> _Data to examine_
————

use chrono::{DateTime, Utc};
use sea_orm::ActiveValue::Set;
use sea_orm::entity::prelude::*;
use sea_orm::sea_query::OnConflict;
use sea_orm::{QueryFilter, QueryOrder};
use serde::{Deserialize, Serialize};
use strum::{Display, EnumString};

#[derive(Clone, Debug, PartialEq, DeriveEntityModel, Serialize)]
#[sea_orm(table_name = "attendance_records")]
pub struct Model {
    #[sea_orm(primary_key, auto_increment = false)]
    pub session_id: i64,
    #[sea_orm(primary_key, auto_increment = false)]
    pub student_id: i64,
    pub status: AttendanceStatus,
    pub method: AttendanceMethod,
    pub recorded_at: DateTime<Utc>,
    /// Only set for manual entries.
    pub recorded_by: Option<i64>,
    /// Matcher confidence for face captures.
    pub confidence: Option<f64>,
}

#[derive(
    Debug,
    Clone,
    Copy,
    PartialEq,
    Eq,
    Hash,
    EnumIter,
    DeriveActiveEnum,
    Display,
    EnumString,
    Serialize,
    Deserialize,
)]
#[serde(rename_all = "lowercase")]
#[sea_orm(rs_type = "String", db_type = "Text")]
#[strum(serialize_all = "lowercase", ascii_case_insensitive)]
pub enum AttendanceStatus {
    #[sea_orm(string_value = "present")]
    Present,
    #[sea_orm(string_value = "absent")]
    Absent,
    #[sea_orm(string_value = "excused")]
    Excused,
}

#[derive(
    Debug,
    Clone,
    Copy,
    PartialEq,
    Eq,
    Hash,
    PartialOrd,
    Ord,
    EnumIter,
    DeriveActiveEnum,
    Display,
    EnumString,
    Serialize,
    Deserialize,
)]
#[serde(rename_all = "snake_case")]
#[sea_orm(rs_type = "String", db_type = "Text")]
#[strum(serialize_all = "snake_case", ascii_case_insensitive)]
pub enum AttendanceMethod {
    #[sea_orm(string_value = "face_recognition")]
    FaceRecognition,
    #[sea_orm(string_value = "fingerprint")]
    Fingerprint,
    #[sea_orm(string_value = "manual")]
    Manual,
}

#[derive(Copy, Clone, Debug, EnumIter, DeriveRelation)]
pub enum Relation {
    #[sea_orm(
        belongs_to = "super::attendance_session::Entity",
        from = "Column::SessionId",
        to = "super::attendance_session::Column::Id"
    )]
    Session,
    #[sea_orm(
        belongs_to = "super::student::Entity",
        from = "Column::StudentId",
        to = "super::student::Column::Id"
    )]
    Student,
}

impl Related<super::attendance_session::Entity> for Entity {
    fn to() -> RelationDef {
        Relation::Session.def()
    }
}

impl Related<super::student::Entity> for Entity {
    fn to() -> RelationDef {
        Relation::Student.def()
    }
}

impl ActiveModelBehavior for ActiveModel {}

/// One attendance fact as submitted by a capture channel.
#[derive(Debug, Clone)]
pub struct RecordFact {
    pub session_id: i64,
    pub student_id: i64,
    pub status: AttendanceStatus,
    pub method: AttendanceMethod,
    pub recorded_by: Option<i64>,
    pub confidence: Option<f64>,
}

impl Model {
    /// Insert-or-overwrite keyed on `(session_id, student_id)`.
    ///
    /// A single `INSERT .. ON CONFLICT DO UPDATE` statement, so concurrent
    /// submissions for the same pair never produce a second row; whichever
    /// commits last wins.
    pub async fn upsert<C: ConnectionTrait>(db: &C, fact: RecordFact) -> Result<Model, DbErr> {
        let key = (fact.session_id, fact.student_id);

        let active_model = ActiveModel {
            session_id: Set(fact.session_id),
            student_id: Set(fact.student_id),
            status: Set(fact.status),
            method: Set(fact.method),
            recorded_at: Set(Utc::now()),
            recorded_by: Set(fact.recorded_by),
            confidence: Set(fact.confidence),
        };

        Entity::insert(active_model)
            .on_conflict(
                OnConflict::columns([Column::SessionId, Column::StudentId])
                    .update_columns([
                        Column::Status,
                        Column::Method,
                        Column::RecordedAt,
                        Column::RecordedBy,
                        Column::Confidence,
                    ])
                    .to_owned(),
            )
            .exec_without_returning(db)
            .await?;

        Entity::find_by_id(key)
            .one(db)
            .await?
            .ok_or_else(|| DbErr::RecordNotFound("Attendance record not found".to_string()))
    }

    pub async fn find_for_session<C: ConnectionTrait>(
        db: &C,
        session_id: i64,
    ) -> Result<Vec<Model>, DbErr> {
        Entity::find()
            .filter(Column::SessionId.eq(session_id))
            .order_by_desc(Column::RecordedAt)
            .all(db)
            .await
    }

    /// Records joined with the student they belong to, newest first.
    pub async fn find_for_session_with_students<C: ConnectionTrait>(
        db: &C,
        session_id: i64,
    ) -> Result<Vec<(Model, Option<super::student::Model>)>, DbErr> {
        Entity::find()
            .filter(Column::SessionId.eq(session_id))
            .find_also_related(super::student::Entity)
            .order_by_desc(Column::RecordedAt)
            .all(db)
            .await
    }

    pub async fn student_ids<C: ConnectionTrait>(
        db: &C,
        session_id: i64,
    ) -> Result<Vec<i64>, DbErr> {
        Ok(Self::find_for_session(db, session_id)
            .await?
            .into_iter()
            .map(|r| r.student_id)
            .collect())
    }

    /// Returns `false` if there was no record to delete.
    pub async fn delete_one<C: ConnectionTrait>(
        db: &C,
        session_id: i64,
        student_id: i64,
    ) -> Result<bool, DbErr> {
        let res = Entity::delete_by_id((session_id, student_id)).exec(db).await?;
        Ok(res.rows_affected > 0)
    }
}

————

In full and without change, transcribe every line of the records above.

use chrono::{DateTime, Utc};
use sea_orm::ActiveValue::Set;
use sea_orm::entity::prelude::*;
use sea_orm::sea_query::OnConflict;
use sea_orm::{QueryFilter, QueryOrder};
use serde::{Deserialize, Serialize};
use strum::{Display, EnumString};

#[derive(Clone, Debug, PartialEq, DeriveEntityModel, Serialize)]
#[sea_orm(table_name = "attendance_records")]
pub struct Model {
    #[sea_orm(primary_key, auto_increment = false)]
    pub session_id: i64,
    #[sea_orm(primary_key, auto_increment = false)]
    pub student_id: i64,
    pub status: AttendanceStatus,
    pub method: AttendanceMethod,
    pub recorded_at: DateTime<Utc>,
    /// Only set for manual entries.
    pub recorded_by: Option<i64>,
    /// Matcher confidence for face captures.
    pub confidence: Option<f64>,
}

#[derive(
    Debug,
    Clone,
    Copy,
    PartialEq,
    Eq,
    Hash,
    EnumIter,
    DeriveActiveEnum,
    Display,
    EnumString,
    Serialize,
    Deserialize,
)]
#[serde(rename_all = "lowercase")]
#[sea_orm(rs_type = "String", db_type = "Text")]
#[strum(serialize_all = "lowercase", ascii_case_insensitive)]
pub enum AttendanceStatus {
    #[sea_orm(string_value = "present")]
    Present,
    #[sea_orm(string_value = "absent")]
    Absent,
    #[sea_orm(string_value = "excused")]
    Excused,
}

#[derive(
    Debug,
    Clone,
    Copy,
    PartialEq,
    Eq,
    Hash,
    PartialOrd,
    Ord,
    EnumIter,
    DeriveActiveEnum,
    Display,
    EnumString,
    Serialize,
    Deserialize,
)]
#[serde(rename_all = "snake_case")]
#[sea_orm(rs_type = "String", db_type = "Text")]
#[strum(serialize_all = "snake_case", ascii_case_insensitive)]
pub enum AttendanceMethod {
    #[sea_orm(string_value = "face_recognition")]
    FaceRecognition,
    #[sea_orm(string_value = "fingerprint")]
    Fingerprint,
    #[sea_orm(string_value = "manual")]
    Manual,
}

#[derive(Copy, Clone, Debug, EnumIter, DeriveRelation)]
pub enum Relation {
    #[sea_orm(
        belongs_to = "super::attendance_session::Entity",
        from = "Column::SessionId",
        to = "super::attendance_session::Column::Id"
    )]
    Session,
    #[sea_orm(
        belongs_to = "super::student::Entity",
        from = "Column::StudentId",
        to = "super::student::Column::Id"
    )]
    Student,
}

impl Related<super::attendance_session::Entity> for Entity {
    fn to() -> RelationDef {
        Relation::Session.def()
    }
}

impl Related<super::student::Entity> for Entity {
    fn to() -> RelationDef {
        Relation::Student.def()
    }
}

impl ActiveModelBehavior for ActiveModel {}

/// One attendance fact as submitted by a capture channel.
#[derive(Debug, Clone)]
pub struct RecordFact {
    pub session_id: i64,
    pub student_id: i64,
    pub status: AttendanceStatus,
    pub method: AttendanceMethod,
    pub recorded_by: Option<i64>,
    pub confidence: Option<f64>,
}

impl Model {
    /// Insert-or-overwrite keyed on `(session_id, student_id)`.
    ///
    /// A single `INSERT .. ON CONFLICT DO UPDATE` statement, so concurrent
    /// submissions for the same pair never produce a second row; whichever
    /// commits last wins.
    pub async fn upsert<C: ConnectionTrait>(db: &C, fact: RecordFact) -> Result<Model, DbErr> {
        let key = (fact.session_id, fact.student_id);

        let active_model = ActiveModel {
            session_id: Set(fact.session_id),
            student_id: Set(fact.student_id),
            status: Set(fact.status),
            method: Set(fact.method),
            recorded_at: Set(Utc::now()),
            recorded_by: Set(fact.recorded_by),
            confidence: Set(fact.confidence),
        };

        Entity::insert(active_model)
            .on_conflict(
                OnConflict::columns([Column::SessionId, Column::StudentId])
                    .update_columns([
                        Column::Status,
                        Column::Method,
                        Column::RecordedAt,
                        Column::RecordedBy,
                        Column::Confidence,
                    ])
                    .to_owned(),
            )
            .exec_without_returning(db)
            .await?;

        Entity::find_by_id(key)
            .one(db)
            .await?
            .ok_or_else(|| DbErr::RecordNotFound("Attendance record not found".to_string()))
    }

    pub async fn find_for_session<C: ConnectionTrait>(
        db: &C,
        session_id: i64,
    ) -> Result<Vec<Model>, DbErr> {
        Entity::find()
            .filter(Column::SessionId.eq(session_id))
            .order_by_desc(Column::RecordedAt)
            .all(db)
            .await
    }

    /// Records joined with the student they belong to, newest first.
    pub async fn find_for_session_with_students<C: ConnectionTrait>(
        db: &C,
        session_id: i64,
    ) -> Result<Vec<(Model, Option<super::student::Model>)>, DbErr> {
        Entity::find()
            .filter(Column::SessionId.eq(session_id))
            .find_also_related(super::student::Entity)
            .order_by_desc(Column::RecordedAt)
            .all(db)
            .await
    }

    pub async fn student_ids<C: ConnectionTrait>(
        db: &C,
        session_id: i64,
    ) -> Result<Vec<i64>, DbErr> {
        Ok(Self::find_for_session(db, session_id)
            .await?
            .into_iter()
            .map(|r| r.student_id)
            .collect())
    }

    /// Returns `false` if there was no record to delete.
    pub async fn delete_one<C: ConnectionTrait>(
        db: &C,
        session_id: i64,
        student_id: i64,
    ) -> Result<bool, DbErr> {
        let res = Entity::delete_by_id((session_id, student_id)).exec(db).await?;
        Ok(res.rows_affected > 0)
    }
}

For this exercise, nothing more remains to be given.